Problem description: Each line of the data that includes "BigDecimal" must be copied.

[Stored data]
########################################

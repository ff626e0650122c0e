use bigdecimal::BigDecimal;
use serde::{Deserialize, Serialize};
use std::fmt;
use std::str::FromStr;
use thiserror::Error;

pub mod cart;
pub mod events;
pub mod policy;
pub mod reservation;

pub use cart::*;
pub use events::*;
pub use policy::*;
pub use reservation::*;

pub type ProductId = i64;
pub type AccountId = i64;
pub type OrderId = i64;

#[derive(Debug, Clone, PartialEq, Eq, Error)]
pub enum ValidationError {
    #[error("{field} is required")]
    Missing { field: &'static str },
    #[error("{field} must not be negative")]
    Negative { field: &'static str },
    #[error("{field} is too large")]
    TooLarge { field: &'static str },
    #[error("a pickup point must be selected for pickup-point delivery")]
    PickupPointRequired,
    #[error("the terms must be accepted")]
    TermsNotAccepted,
    #[error("unknown {kind}: {value}")]
    Unknown { kind: &'static str, value: String },
}

#[derive(Debug, Clone, Copy, PartialEq, Eq, Serialize, Deserialize)]
#[serde(rename_all = "snake_case")]
pub enum DeliveryType {
    /// Collected from the warehouse.
    Pickup,
    /// Delivered to a pickup point ("ПВЗ").
    Pvz,
}

impl DeliveryType {
    pub fn as_str(&self) -> &'static str {
        match self {
            DeliveryType::Pickup => "pickup",
            DeliveryType::Pvz => "pvz",
        }
    }
}

impl FromStr for DeliveryType {
    type Err = ValidationError;

    fn from_str(s: &str) -> Result<Self, Self::Err> {
        match s {
            "pickup" => Ok(DeliveryType::Pickup),
            "pvz" => Ok(DeliveryType::Pvz),
            other => Err(ValidationError::Unknown {
                kind: "delivery type",
                value: other.to_string(),
            }),
        }
    }
}

#[derive(Debug, Clone, Copy, PartialEq, Eq, Serialize, Deserialize)]
#[serde(rename_all = "snake_case")]
pub enum PaymentMethod {
    CardNow,
    CardOnDelivery,
}

impl PaymentMethod {
    pub fn as_str(&self) -> &'static str {
        match self {
            PaymentMethod::CardNow => "card_now",
            PaymentMethod::CardOnDelivery => "card_on_delivery",
        }
    }
}

impl FromStr for PaymentMethod {
    type Err = ValidationError;

    fn from_str(s: &str) -> Result<Self, Self::Err> {
        match s {
            "card_now" => Ok(PaymentMethod::CardNow),
            "card_on_delivery" => Ok(PaymentMethod::CardOnDelivery),
            other => Err(ValidationError::Unknown {
                kind: "payment method",
                value: other.to_string(),
            }),
        }
    }
}

/// Buyer-supplied checkout details.
#[derive(Debug, Clone, PartialEq, Eq, Serialize, Deserialize)]
pub struct ShippingInfo {
    pub full_name: String,
    pub phone: String,
    pub email: String,
    pub delivery_type: DeliveryType,
    #[serde(default)]
    pub pickup_point_id: Option<i64>,
    pub payment_method: PaymentMethod,
    #[serde(default)]
    pub comment: String,
    #[serde(default)]
    pub accept_terms: bool,
}

impl ShippingInfo {
    pub fn validate(&self) -> Result<(), ValidationError> {
        for (field, value) in [
            ("full_name", &self.full_name),
            ("phone", &self.phone),
            ("email", &self.email),
        ] {
            if value.trim().is_empty() {
                return Err(ValidationError::Missing { field });
            }
        }
        if self.delivery_type == DeliveryType::Pvz && self.pickup_point_id.is_none() {
            return Err(ValidationError::PickupPointRequired);
        }
        if !self.accept_terms {
            return Err(ValidationError::TermsNotAccepted);
        }
        Ok(())
    }
}

#[derive(Debug, Clone, Copy, PartialEq, Eq, PartialOrd, Ord, Hash, Serialize, Deserialize)]
#[serde(rename_all = "snake_case")]
pub enum OrderStatus {
    New,
    Confirmed,
    Declined,
    Cancelled,
}

#[derive(Debug, Clone, PartialEq, Eq, Error)]
pub enum StatusError {
    #[error("order cannot move from {from} to {to}")]
    IllegalTransition { from: OrderStatus, to: OrderStatus },
    #[error("unknown order status: {0}")]
    Unknown(String),
}

impl OrderStatus {
    pub const ALL: [OrderStatus; 4] = [
        OrderStatus::New,
        OrderStatus::Confirmed,
        OrderStatus::Declined,
        OrderStatus::Cancelled,
    ];

    pub fn as_str(&self) -> &'static str {
        match self {
            OrderStatus::New => "new",
            OrderStatus::Confirmed => "confirmed",
            OrderStatus::Declined => "declined",
            OrderStatus::Cancelled => "cancelled",
        }
    }

    pub fn is_terminal(&self) -> bool {
        !matches!(self, OrderStatus::New)
    }

    /// Only `new` orders move, and only into a terminal state.
    pub fn transition(self, to: OrderStatus) -> Result<OrderStatus, StatusError> {
        if self == OrderStatus::New && to.is_terminal() {
            Ok(to)
        } else {
            Err(StatusError::IllegalTransition { from: self, to })
        }
    }
}

impl fmt::Display for OrderStatus {
    fn fmt(&self, f: &mut fmt::Formatter<'_>) -> fmt::Result {
        f.write_str(self.as_str())
    }
}

impl FromStr for OrderStatus {
    type Err = StatusError;

    fn from_str(s: &str) -> Result<Self, Self::Err> {
        OrderStatus::ALL
            .into_iter()
            .find(|status| status.as_str() == s)
            .ok_or_else(|| StatusError::Unknown(s.to_string()))
    }
}

/// Per-status order counts with every status present.
pub fn status_counts<I>(rows: I) -> Vec<(OrderStatus, i64)>
where
    I: IntoIterator<Item = (OrderStatus, i64)>,
{
    let mut counts: Vec<(OrderStatus, i64)> = OrderStatus::ALL.iter().map(|s| (*s, 0)).collect();
    for (status, total) in rows {
        if let Some(entry) = counts.iter_mut().find(|(s, _)| *s == status) {
            entry.1 += total;
        }
    }
    counts
}

#[derive(Debug, Clone, PartialEq, Serialize, Deserialize)]
pub struct Product {
    pub id: ProductId,
    pub name: String,
    pub price: BigDecimal,
    pub stock_quantity: i32,
}

#[derive(Debug, Clone, PartialEq, Serialize, Deserialize)]
pub struct NewProduct {
    pub name: String,
    pub price: BigDecimal,
    #[serde(default)]
    pub stock_quantity: i32,
}

#[derive(Debug, Clone, Default, PartialEq, Serialize, Deserialize)]
pub struct ProductPatch {
    pub name: Option<String>,
    pub price: Option<BigDecimal>,
    pub stock_quantity: Option<i32>,
}

/// Exclusive upper bound of `products.price`, a `NUMERIC(10, 2)` column.
pub const PRICE_LIMIT: i64 = 100_000_000;

fn check_price(price: &BigDecimal) -> Result<(), ValidationError> {
    if price < &BigDecimal::from(0) {
        return Err(ValidationError::Negative { field: "price" });
    }
    if price >= &BigDecimal::from(PRICE_LIMIT) {
        return Err(ValidationError::TooLarge { field: "price" });
    }
    Ok(())
}

fn check_stock(stock: i32) -> Result<(), ValidationError> {
    if stock < 0 {
        return Err(ValidationError::Negative { field: "stock_quantity" });
    }
    Ok(())
}

impl NewProduct {
    pub fn validate(&self) -> Result<(), ValidationError> {
        if self.name.trim().is_empty() {
            return Err(ValidationError::Missing { field: "name" });
        }
        check_price(&self.price)?;
        check_stock(self.stock_quantity)
    }
}

impl ProductPatch {
    pub fn validate(&self) -> Result<(), ValidationError> {
        if let Some(name) = &self.name {
            if name.trim().is_empty() {
                return Err(ValidationError::Missing { field: "name" });
            }
        }
        if let Some(price) = &self.price {
            check_price(price)?;
        }
        if let Some(stock) = self.stock_quantity {
            check_stock(stock)?;
        }
        Ok(())
    }

    pub fn apply(&self, product: &mut Product) {
        if let Some(name) = &self.name {
            product.name = name.clone();
        }
        if let Some(price) = &self.price {
            product.price = price.clone();
        }
        if let Some(stock) = self.stock_quantity {
            product.stock_quantity = stock;
        }
    }
}

/// A placed order as stored. Only `status` ever changes after creation.
#[derive(Debug, Clone, PartialEq, Serialize, Deserialize)]
pub struct OrderRecord {
    pub id: OrderId,
    pub account_id: AccountId,
    pub shipping: ShippingInfo,
    pub cart_snapshot: Vec<SnapshotLine>,
    pub total_amount: BigDecimal,
    pub status: OrderStatus,
    pub created_at: chrono::DateTime<chrono::Utc>,
}

#[cfg(test)]
mod tests {
    use super::*;

    fn shipping() -> ShippingInfo {
        ShippingInfo {
            full_name: "Ivan Petrov".to_string(),
            phone: "+7 900 000-00-00".to_string(),
            email: "ivan@example.com".to_string(),
            delivery_type: DeliveryType::Pickup,
            pickup_point_id: None,
            payment_method: PaymentMethod::CardNow,
            comment: String::new(),
            accept_terms: true,
        }
    }

    #[test]
    fn pickup_point_delivery_requires_a_point() {
        let mut info = shipping();
        info.delivery_type = DeliveryType::Pvz;
        assert_eq!(info.validate(), Err(ValidationError::PickupPointRequired));

        info.pickup_point_id = Some(3);
        assert_eq!(info.validate(), Ok(()));
    }

    #[test]
    fn terms_and_contact_fields_are_required() {
        let mut info = shipping();
        info.accept_terms = false;
        assert_eq!(info.validate(), Err(ValidationError::TermsNotAccepted));

        let mut info = shipping();
        info.phone = "   ".to_string();
        assert_eq!(info.validate(), Err(ValidationError::Missing { field: "phone" }));
    }

    #[test]
    fn only_new_orders_change_status() {
        assert_eq!(OrderStatus::New.transition(OrderStatus::Confirmed), Ok(OrderStatus::Confirmed));
        assert_eq!(OrderStatus::New.transition(OrderStatus::Cancelled), Ok(OrderStatus::Cancelled));
        assert!(OrderStatus::New.transition(OrderStatus::New).is_err());

        for terminal in [OrderStatus::Confirmed, OrderStatus::Declined, OrderStatus::Cancelled] {
            for to in OrderStatus::ALL {
                assert_eq!(
                    terminal.transition(to),
                    Err(StatusError::IllegalTransition { from: terminal, to })
                );
            }
        }
    }

    #[test]
    fn status_round_trips_through_its_column_value() {
        for status in OrderStatus::ALL {
            assert_eq!(status.as_str().parse::<OrderStatus>(), Ok(status));
        }
        assert!("shipped".parse::<OrderStatus>().is_err());
    }

    #[test]
    fn status_counts_are_zero_filled() {
        let counts = status_counts(vec![(OrderStatus::Confirmed, 4), (OrderStatus::New, 1)]);
        assert_eq!(
            counts,
            vec![
                (OrderStatus::New, 1),
                (OrderStatus::Confirmed, 4),
                (OrderStatus::Declined, 0),
                (OrderStatus::Cancelled, 0),
            ]
        );
    }

    #[test]
    fn product_patch_rejects_negative_values() {
        let patch = ProductPatch {
            stock_quantity: Some(-1),
            ..ProductPatch::default()
        };
        assert_eq!(patch.validate(), Err(ValidationError::Negative { field: "stock_quantity" }));

        let product = NewProduct {
            name: "Brake pad".to_string(),
            price: "-0.01".parse().unwrap(),
            stock_quantity: 1,
        };
        assert_eq!(product.validate(), Err(ValidationError::Negative { field: "price" }));
    }

    #[test]
    fn prices_must_fit_the_price_column() {
        let patch = ProductPatch {
            price: Some(BigDecimal::from(PRICE_LIMIT)),
            ..ProductPatch::default()
        };
        assert_eq!(patch.validate(), Err(ValidationError::TooLarge { field: "price" }));

        let patch = ProductPatch {
            price: Some("99999999.99".parse().unwrap()),
            ..ProductPatch::default()
        };
        assert_eq!(patch.validate(), Ok(()));
    }
}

########################################

Written response:
use bigdecimal::BigDecimal;
    pub price: BigDecimal,
    pub price: BigDecimal,
    pub price: Option<BigDecimal>,
fn check_price(price: &BigDecimal) -> Result<(), ValidationError> {
    if price < &BigDecimal::from(0) {
    if price >= &BigDecimal::from(PRICE_LIMIT) {
    pub total_amount: BigDecimal,
            price: Some(BigDecimal::from(PRICE_LIMIT)),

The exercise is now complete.